Exercise brief:
Read the material below. Count the lines containing "index" and give that count alone.

Available records:
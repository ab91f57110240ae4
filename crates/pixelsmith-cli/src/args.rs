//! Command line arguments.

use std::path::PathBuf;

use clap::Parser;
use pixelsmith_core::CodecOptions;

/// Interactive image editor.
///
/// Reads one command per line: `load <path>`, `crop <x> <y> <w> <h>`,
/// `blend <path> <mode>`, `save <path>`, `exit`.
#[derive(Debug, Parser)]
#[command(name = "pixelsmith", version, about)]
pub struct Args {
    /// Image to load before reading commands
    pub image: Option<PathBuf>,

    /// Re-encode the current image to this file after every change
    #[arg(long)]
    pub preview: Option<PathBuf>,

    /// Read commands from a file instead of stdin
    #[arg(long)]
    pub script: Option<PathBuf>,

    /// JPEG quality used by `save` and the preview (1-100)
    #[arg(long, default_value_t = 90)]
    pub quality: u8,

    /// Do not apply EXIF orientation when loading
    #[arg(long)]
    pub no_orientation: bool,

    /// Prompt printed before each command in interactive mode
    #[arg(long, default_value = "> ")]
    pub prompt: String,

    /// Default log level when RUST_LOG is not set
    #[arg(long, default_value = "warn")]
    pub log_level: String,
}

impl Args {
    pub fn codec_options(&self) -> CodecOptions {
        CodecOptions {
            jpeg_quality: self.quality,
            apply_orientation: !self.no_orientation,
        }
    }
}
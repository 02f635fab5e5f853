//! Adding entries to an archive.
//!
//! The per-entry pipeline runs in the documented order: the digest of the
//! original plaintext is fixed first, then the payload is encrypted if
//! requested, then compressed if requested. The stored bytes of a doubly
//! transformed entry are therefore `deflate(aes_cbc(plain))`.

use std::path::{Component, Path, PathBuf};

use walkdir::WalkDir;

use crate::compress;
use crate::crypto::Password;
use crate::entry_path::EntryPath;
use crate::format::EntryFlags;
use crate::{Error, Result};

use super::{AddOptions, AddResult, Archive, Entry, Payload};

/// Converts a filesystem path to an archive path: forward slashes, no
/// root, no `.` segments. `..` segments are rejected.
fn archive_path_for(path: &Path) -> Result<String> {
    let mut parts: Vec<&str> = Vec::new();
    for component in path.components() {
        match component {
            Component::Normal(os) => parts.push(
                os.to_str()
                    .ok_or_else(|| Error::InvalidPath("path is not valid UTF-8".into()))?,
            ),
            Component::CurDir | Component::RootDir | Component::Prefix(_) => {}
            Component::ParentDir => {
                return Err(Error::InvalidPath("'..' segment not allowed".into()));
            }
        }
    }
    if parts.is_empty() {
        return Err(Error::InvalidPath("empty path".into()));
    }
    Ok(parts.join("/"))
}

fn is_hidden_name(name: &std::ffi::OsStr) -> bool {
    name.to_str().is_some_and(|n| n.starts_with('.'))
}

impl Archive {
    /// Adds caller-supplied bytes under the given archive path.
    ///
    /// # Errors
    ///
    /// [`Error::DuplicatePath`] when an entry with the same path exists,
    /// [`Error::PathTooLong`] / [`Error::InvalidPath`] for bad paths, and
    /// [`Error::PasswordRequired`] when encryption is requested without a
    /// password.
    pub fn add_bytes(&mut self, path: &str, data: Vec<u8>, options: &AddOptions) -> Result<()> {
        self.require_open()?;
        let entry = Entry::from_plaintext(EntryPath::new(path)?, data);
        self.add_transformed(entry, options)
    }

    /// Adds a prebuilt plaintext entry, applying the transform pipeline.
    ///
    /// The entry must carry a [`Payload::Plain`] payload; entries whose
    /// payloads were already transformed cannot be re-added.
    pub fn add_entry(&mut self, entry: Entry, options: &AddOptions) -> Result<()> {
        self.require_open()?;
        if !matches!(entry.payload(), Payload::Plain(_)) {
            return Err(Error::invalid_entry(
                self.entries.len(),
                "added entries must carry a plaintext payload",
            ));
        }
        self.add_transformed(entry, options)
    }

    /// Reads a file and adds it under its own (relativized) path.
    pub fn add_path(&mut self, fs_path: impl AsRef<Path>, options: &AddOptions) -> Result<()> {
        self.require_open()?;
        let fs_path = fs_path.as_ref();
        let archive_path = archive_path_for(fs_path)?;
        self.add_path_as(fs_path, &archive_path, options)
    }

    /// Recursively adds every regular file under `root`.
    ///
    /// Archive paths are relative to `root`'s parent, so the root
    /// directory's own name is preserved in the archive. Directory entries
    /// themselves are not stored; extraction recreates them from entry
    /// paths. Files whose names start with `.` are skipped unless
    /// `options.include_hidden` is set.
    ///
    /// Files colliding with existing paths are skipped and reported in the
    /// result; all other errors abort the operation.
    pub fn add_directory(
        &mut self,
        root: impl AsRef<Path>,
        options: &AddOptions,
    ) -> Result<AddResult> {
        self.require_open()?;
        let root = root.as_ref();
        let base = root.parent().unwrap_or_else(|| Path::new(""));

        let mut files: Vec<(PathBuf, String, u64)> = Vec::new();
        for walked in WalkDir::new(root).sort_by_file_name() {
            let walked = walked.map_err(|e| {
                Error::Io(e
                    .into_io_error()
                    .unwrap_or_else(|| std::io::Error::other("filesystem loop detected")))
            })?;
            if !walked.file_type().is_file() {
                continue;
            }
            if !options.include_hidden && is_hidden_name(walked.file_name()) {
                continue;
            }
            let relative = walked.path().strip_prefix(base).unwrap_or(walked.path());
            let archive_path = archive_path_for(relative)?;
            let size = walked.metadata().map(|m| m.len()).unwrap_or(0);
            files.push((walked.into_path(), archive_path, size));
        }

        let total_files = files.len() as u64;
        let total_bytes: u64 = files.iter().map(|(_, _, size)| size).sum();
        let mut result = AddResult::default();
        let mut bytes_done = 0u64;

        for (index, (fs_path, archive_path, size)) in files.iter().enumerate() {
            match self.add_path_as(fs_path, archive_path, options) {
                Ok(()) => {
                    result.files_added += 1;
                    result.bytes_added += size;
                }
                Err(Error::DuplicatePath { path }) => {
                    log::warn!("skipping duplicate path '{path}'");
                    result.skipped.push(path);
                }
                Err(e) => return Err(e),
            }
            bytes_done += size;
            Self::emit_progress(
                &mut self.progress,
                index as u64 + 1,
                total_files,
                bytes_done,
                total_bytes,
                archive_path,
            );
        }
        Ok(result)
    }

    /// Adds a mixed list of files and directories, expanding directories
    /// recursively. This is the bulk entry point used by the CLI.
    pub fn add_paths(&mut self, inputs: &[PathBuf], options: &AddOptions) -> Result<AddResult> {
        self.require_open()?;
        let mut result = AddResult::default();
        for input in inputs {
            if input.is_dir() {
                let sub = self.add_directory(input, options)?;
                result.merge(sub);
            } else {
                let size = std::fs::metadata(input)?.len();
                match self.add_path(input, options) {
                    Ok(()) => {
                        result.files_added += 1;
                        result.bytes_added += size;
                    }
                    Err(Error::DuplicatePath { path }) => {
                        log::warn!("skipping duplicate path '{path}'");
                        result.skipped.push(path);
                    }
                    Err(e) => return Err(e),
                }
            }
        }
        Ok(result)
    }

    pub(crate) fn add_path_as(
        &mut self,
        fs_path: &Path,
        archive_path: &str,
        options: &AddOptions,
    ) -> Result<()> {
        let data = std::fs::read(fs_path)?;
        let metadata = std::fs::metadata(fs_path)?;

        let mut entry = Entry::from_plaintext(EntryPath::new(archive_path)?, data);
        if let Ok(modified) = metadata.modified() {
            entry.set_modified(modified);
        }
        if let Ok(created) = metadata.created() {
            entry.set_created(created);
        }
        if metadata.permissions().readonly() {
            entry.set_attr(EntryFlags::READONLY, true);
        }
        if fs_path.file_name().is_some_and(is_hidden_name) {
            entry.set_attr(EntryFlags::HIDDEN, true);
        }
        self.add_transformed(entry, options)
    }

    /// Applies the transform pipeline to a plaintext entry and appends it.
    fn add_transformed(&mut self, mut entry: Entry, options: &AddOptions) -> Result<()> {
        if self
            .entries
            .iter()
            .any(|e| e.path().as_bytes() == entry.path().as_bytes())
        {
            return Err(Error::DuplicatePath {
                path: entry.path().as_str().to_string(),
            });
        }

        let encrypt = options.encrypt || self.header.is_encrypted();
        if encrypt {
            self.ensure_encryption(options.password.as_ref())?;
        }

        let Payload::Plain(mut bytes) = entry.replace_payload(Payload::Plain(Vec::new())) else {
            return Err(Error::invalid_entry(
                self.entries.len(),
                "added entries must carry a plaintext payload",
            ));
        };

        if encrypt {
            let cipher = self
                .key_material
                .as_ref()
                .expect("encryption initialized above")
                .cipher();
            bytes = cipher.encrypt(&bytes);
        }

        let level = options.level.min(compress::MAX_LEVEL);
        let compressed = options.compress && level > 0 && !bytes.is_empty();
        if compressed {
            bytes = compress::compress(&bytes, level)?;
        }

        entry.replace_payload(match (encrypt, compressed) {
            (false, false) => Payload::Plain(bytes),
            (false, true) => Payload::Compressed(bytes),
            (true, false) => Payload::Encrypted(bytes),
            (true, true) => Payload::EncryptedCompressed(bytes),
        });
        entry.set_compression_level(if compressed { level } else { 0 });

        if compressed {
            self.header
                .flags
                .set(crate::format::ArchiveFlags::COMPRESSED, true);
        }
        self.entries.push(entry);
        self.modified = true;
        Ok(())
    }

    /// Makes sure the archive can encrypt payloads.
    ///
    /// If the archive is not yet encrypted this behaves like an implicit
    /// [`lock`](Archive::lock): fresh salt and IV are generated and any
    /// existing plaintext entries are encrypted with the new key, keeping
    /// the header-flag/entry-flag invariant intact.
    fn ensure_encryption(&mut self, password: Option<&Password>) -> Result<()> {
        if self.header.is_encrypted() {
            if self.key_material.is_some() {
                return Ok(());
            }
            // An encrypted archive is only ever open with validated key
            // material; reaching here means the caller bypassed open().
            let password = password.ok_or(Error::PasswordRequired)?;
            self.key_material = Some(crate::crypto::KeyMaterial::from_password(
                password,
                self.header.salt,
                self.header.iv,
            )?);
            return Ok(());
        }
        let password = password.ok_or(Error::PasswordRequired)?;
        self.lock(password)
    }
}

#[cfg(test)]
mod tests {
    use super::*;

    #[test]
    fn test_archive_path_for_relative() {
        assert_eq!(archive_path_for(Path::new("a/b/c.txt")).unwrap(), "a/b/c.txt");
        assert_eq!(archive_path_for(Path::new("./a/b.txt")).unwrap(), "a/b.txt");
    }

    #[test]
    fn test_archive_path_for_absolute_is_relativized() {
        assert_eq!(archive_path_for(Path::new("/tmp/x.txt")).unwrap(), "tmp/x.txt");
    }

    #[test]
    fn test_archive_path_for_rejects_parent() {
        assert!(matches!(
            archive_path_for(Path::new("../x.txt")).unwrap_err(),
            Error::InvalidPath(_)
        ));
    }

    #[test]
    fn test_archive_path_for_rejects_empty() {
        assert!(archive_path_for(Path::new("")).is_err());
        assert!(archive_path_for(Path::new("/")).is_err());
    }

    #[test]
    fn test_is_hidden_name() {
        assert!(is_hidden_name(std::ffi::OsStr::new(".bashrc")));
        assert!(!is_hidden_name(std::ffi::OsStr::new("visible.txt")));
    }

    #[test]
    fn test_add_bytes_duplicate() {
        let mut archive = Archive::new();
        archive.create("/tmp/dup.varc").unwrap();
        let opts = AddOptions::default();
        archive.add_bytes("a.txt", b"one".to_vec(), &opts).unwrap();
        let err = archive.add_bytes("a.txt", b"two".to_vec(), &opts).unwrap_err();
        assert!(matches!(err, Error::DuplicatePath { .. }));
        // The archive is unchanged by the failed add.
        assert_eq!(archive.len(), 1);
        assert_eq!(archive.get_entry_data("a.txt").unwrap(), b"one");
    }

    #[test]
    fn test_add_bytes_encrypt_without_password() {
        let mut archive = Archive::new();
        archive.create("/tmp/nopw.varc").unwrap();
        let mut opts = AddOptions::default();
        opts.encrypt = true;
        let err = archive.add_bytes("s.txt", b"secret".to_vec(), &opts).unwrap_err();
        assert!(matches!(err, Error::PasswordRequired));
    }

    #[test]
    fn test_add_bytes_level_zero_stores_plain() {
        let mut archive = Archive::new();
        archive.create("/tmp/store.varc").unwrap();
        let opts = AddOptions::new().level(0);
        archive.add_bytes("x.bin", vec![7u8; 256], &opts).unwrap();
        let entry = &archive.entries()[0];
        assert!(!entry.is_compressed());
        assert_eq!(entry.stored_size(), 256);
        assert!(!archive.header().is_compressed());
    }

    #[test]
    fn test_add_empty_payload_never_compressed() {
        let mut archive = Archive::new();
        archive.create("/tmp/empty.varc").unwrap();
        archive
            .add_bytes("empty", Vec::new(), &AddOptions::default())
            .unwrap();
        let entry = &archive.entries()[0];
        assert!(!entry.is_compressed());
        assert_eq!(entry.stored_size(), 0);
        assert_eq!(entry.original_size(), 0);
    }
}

The completed task:
2